OBJECTIVE: Neo-adjuvant chemotherapy (NAC) is the treatment of choice for patients with locally advanced breast cancer (BC). In luminal-like BC, the decision to administer NAC remains controversial. The purpose of this study was to describe the clinical characteristics, treatment, and oncological outcomes of luminal-like, node positive, BC patients treated with NAC, and to identify independent predictive factors for treatment.
MATERIALS AND METHODS: All consecutive patients with luminal-like, node positive BC who underwent NAC were retrospectively reviewed.

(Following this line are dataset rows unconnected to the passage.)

#[cfg(test)]
mod buffer_tests {
    use qat_core::buffer::{ByteBuf, DispatchShape};
    use qat_core::cleaner::Cleaner;
    use qat_core::config::{Algorithm, CodecConfig};
    use qat_core::native::Device;
    use qat_core::types::ZipperError;
    use qat_core::zipper::QatZipper;

    fn payload() -> Vec<u8> {
        (0..4000u32).map(|i| (i % 251) as u8 ^ (i / 97) as u8).collect()
    }

    /// (source, destination) pair producing each dispatch shape.
    fn pair(shape: DispatchShape, src: &[u8], dst_cap: usize) -> (ByteBuf, ByteBuf) {
        let heap = || ByteBuf::wrap(src.to_vec());
        let direct = || ByteBuf::wrap_direct(src);
        match shape {
            DispatchShape::HeapHeap => (heap(), ByteBuf::allocate(dst_cap)),
            DispatchShape::DirectDirect => (direct(), ByteBuf::allocate_direct(dst_cap)),
            DispatchShape::HeapSrcDirectDst => (heap(), ByteBuf::allocate_direct(dst_cap)),
            DispatchShape::DirectSrcHeapDst => (direct(), ByteBuf::allocate(dst_cap)),
            DispatchShape::MixedCopy => (heap().as_read_only(), ByteBuf::allocate(dst_cap)),
        }
    }

    fn drain(mut buf: ByteBuf) -> Vec<u8> {
        buf.flip();
        buf.remaining_slice().to_vec()
    }

    #[test]
    fn all_shapes_produce_identical_output_and_round_trip() {
        let _ = env_logger::builder().is_test(true).try_init();
        let dev = Device::with_instances(2);
        let input = payload();

        for algorithm in [Algorithm::Deflate, Algorithm::Lz4, Algorithm::Zstd] {
            let mut z = QatZipper::open(
                CodecConfig::default().with_algorithm(algorithm),
                &dev,
                &Cleaner::new(),
            )
            .unwrap();
            let bound = z.max_compressed_length(input.len()).unwrap();

            let mut reference: Option<Vec<u8>> = None;
            for shape in DispatchShape::ALL {
                let (mut src, mut dst) = pair(shape, &input, bound);
                let n = z.compress_buffer(&mut src, &mut dst).unwrap();
                assert_eq!(src.position(), input.len(), "{algorithm} {shape:?}");
                assert_eq!(dst.position(), n);
                let packed = drain(dst);
                match &reference {
                    Some(r) => assert_eq!(&packed, r, "{algorithm} {shape:?}"),
                    None => reference = Some(packed.clone()),
                }

                let (mut csrc, mut out) = pair(shape, &packed, input.len() + 64);
                let m = z.decompress_buffer(&mut csrc, &mut out).unwrap();
                assert_eq!(m, input.len());
                assert_eq!(drain(out), input, "{algorithm} {shape:?}");
            }

            for shape in DispatchShape::ALL {
                assert_eq!(z.counters().shape_count(shape), 2, "{algorithm} {shape:?}");
            }
        }
    }

    #[test]
    fn positions_are_relative_to_the_active_range() {
        let dev = Device::with_instances(1);
        let mut z = QatZipper::open(CodecConfig::default(), &dev, &Cleaner::new()).unwrap();
        let input = payload();

        let mut src = ByteBuf::allocate_direct(input.len() + 100);
        src.set_position(100).unwrap();
        src.put_slice(&input).unwrap();
        src.set_position(100).unwrap();

        let mut dst = ByteBuf::allocate(8000);
        dst.set_position(16).unwrap();
        let n = z.compress_buffer(&mut src, &mut dst).unwrap();
        assert_eq!(src.position(), input.len() + 100);
        assert_eq!(dst.position(), 16 + n);
    }

    #[test]
    fn read_only_destination_is_rejected() {
        let dev = Device::with_instances(1);
        let mut z = QatZipper::open(CodecConfig::default(), &dev, &Cleaner::new()).unwrap();
        let mut src = ByteBuf::wrap(payload());
        let mut dst = ByteBuf::allocate(8000).as_read_only();
        assert_eq!(z.compress_buffer(&mut src, &mut dst), Err(ZipperError::ReadOnlyTarget));
        assert_eq!(src.position(), 0);
    }

    #[test]
    fn exhausted_buffers_are_argument_errors() {
        let dev = Device::with_instances(1);
        let mut z = QatZipper::open(CodecConfig::default(), &dev, &Cleaner::new()).unwrap();
        let mut src = ByteBuf::wrap(payload());
        src.set_position(src.limit()).unwrap();
        let mut dst = ByteBuf::allocate(8000);
        assert!(matches!(z.compress_buffer(&mut src, &mut dst), Err(ZipperError::Argument(_))));

        let mut src = ByteBuf::wrap(payload());
        let mut full = ByteBuf::allocate_direct(0);
        assert!(matches!(z.compress_buffer(&mut src, &mut full), Err(ZipperError::Argument(_))));
    }

    #[test]
    fn failed_call_leaves_positions_unchanged() {
        let dev = Device::with_instances(1);
        let mut z = QatZipper::open(
            CodecConfig::default().with_algorithm(Algorithm::Lz4),
            &dev,
            &Cleaner::new(),
        )
        .unwrap();
        let mut src = ByteBuf::wrap(vec![0xFF; 64]);
        let mut dst = ByteBuf::allocate_direct(16);
        assert!(z.decompress_buffer(&mut src, &mut dst).is_err());
        assert_eq!((src.position(), dst.position()), (0, 0));
    }
}
//! backend/mod.rs
//! Backend variants behind the facade and the validation/dispatch logic
//! they share.
pub mod dummy;
pub mod qatzip;
pub mod session;
pub mod zstd;

use std::sync::Arc;

pub use dummy::DummyBackend;
pub use qatzip::QatZipBackend;
pub use session::{Session, Teardown};
pub use self::zstd::ZstdBackend;

use crate::buffer::{resolve, ByteBuf, Resolved};
use crate::config::{Algorithm, CodecConfig};
use crate::native::{Device, Direction, EntryPoint, Transfer};
use crate::types::{Result, ZipperError};

#[derive(Debug, Clone, Copy, PartialEq, Eq, Hash)]
pub enum BackendKind {
    HardwareOffload,
    Software,
    Test,
}

impl BackendKind {
    pub fn for_algorithm(algorithm: Algorithm) -> Self {
        match algorithm {
            Algorithm::Deflate | Algorithm::Lz4 => BackendKind::HardwareOffload,
            Algorithm::Zstd => BackendKind::Software,
            Algorithm::Dummy | Algorithm::Dummy2 => BackendKind::Test,
        }
    }
}

/// Common contract of every backend variant.
pub trait ZipperBackend: Send {
    fn kind(&self) -> BackendKind;

    /// Name used in errors and logs.
    fn codec_name(&self) -> &'static str;

    fn is_valid(&self) -> bool;

    fn max_compressed_size(&self, len: usize) -> Result<usize>;

    /// One native call on already validated ranges.
    fn invoke(
        &mut self,
        direction: Direction,
        entry: EntryPoint,
        src: &[u8],
        dst: &mut [u8],
    ) -> Result<Transfer>;

    /// Invalidate and tear down. Fails with `InvalidSession` when already ended.
    fn end(&mut self) -> Result<()>;

    fn teardown_handle(&self) -> Arc<dyn Teardown>;
}

/// Build the backend variant selected by `config.algorithm`.
pub fn open(config: &CodecConfig, device: &Arc<Device>) -> Result<Box<dyn ZipperBackend>> {
    config.validate()?;
    Ok(match BackendKind::for_algorithm(config.algorithm) {
        BackendKind::HardwareOffload => Box::new(QatZipBackend::new(config, device)?),
        BackendKind::Software => Box::new(ZstdBackend::new(config, device)?),
        BackendKind::Test => Box::new(DummyBackend::new(config)?),
    })
}

fn ensure_live(backend: &dyn ZipperBackend) -> Result<()> {
    if backend.is_valid() {
        Ok(())
    } else {
        Err(ZipperError::InvalidSession)
    }
}

/// Argument checks for the offset/length form, in the order the caller sees them.
pub fn validate_range(
    src_len_total: usize,
    src_off: usize,
    src_len: usize,
    dst_len_total: usize,
    dst_off: usize,
    dst_len: usize,
) -> Result<()> {
    if src_len == 0 || dst_len_total == 0 {
        return Err(ZipperError::Argument(
            "source length and destination capacity must be non-zero".into(),
        ));
    }
    if src_off >= src_len_total || src_len > src_len_total {
        return Err(ZipperError::OutOfBounds(format!(
            "source range {src_off}+{src_len} in {src_len_total} bytes"
        )));
    }
    if src_off.checked_add(src_len).map_or(true, |end| end > src_len_total) {
        return Err(ZipperError::OutOfBounds(format!(
            "source range {src_off}+{src_len} ends past {src_len_total} bytes"
        )));
    }
    if dst_off.checked_add(dst_len).map_or(true, |end| end > dst_len_total) {
        return Err(ZipperError::OutOfBounds(format!(
            "destination range {dst_off}+{dst_len} ends past {dst_len_total} bytes"
        )));
    }
    Ok(())
}

pub fn max_compressed_length(backend: &dyn ZipperBackend, len: usize) -> Result<usize> {
    ensure_live(backend)?;
    backend.max_compressed_size(len)
}

/// Offset/length form. Returns the bytes consumed from the source range
/// and written into the destination range.
#[allow(clippy::too_many_arguments)]
pub fn process_range(
    backend: &mut dyn ZipperBackend,
    direction: Direction,
    src: &[u8],
    src_off: usize,
    src_len: usize,
    dst: &mut [u8],
    dst_off: usize,
    dst_len: usize,
) -> Result<Transfer> {
    ensure_live(backend)?;
    validate_range(src.len(), src_off, src_len, dst.len(), dst_off, dst_len)?;
    backend.invoke(
        direction,
        EntryPoint::ByteArray,
        &src[src_off..src_off + src_len],
        &mut dst[dst_off..dst_off + dst_len],
    )
}

/// Buffer form; positions advance on success.
pub fn process_buffer(
    backend: &mut dyn ZipperBackend,
    direction: Direction,
    src: &mut ByteBuf,
    dst: &mut ByteBuf,
) -> Result<Resolved> {
    ensure_live(backend)?;
    resolve(src, dst, |entry, s, d| backend.invoke(direction, entry, s, d))
}

#[cfg(test)]
mod tests {
    use super::*;

    #[test]
    fn zero_lengths_are_argument_errors() {
        assert!(matches!(validate_range(4, 0, 0, 4, 0, 4), Err(ZipperError::Argument(_))));
        assert!(matches!(validate_range(4, 0, 4, 0, 0, 0), Err(ZipperError::Argument(_))));
    }

    #[test]
    fn offsets_past_the_end_are_out_of_bounds() {
        assert!(matches!(validate_range(4, 4, 1, 4, 0, 4), Err(ZipperError::OutOfBounds(_))));
        assert!(matches!(validate_range(4, 0, 5, 4, 0, 4), Err(ZipperError::OutOfBounds(_))));
        assert!(matches!(validate_range(4, 2, 3, 4, 0, 4), Err(ZipperError::OutOfBounds(_))));
        assert!(matches!(validate_range(4, 0, 4, 4, 1, 4), Err(ZipperError::OutOfBounds(_))));
        assert!(validate_range(4, 1, 3, 8, 2, 6).is_ok());
    }

    #[test]
    fn algorithm_selects_variant() {
        assert_eq!(BackendKind::for_algorithm(Algorithm::Zstd), BackendKind::Software);
        assert_eq!(BackendKind::for_algorithm(Algorithm::Lz4), BackendKind::HardwareOffload);
        assert_eq!(BackendKind::for_algorithm(Algorithm::Dummy2), BackendKind::Test);
    }
}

Pathologic complete response (pCR) was defined as no invasive or in situ residual tumor in both breast and axillary nodes (ypT0N0).
RESULTS: A total of 205 luminal-like, node positive BC patients underwent NAC. Overall, 34 (16.6%) patients showed pCR, 86 (42.0%) patients underwent breast-conserving surgery (BCS), 119 (58.0%) patients underwent mastectomy, 130 (63.4%) patients underwent axillary lymph node dissection (ALND) without prior sentinel lymph node biopsy (SLNB), and 75 (36.6%) patients underwent breast surgery plus SLNB. Pathologic CR to NAC (29.1% vs 7.6% if no pCR, odds ratio = 2.866, 95% confidence interval = 1.296-6.341, p = 0.009) was found to significantly increase the probability to receive BCS. There was no significant difference in terms of disease-free and overall survival between patients with luminal-like, node positive BC receiving BCS or mastectomy (p = 0.596, p = 0.134, respectively), and ALND or SLNB only (p = 0.661, p = 0.856, respectively).
CONCLUSION: Luminal-like, node positive BC presents low pCR rates after NAC. Pre-operative chemotherapy increases the rate of BCS. Pathologic CR has emerged as an independent predictive factor for BCS. In patients with axillary pCR, SLNB is an acceptable procedure not associated with worse oncological outcomes.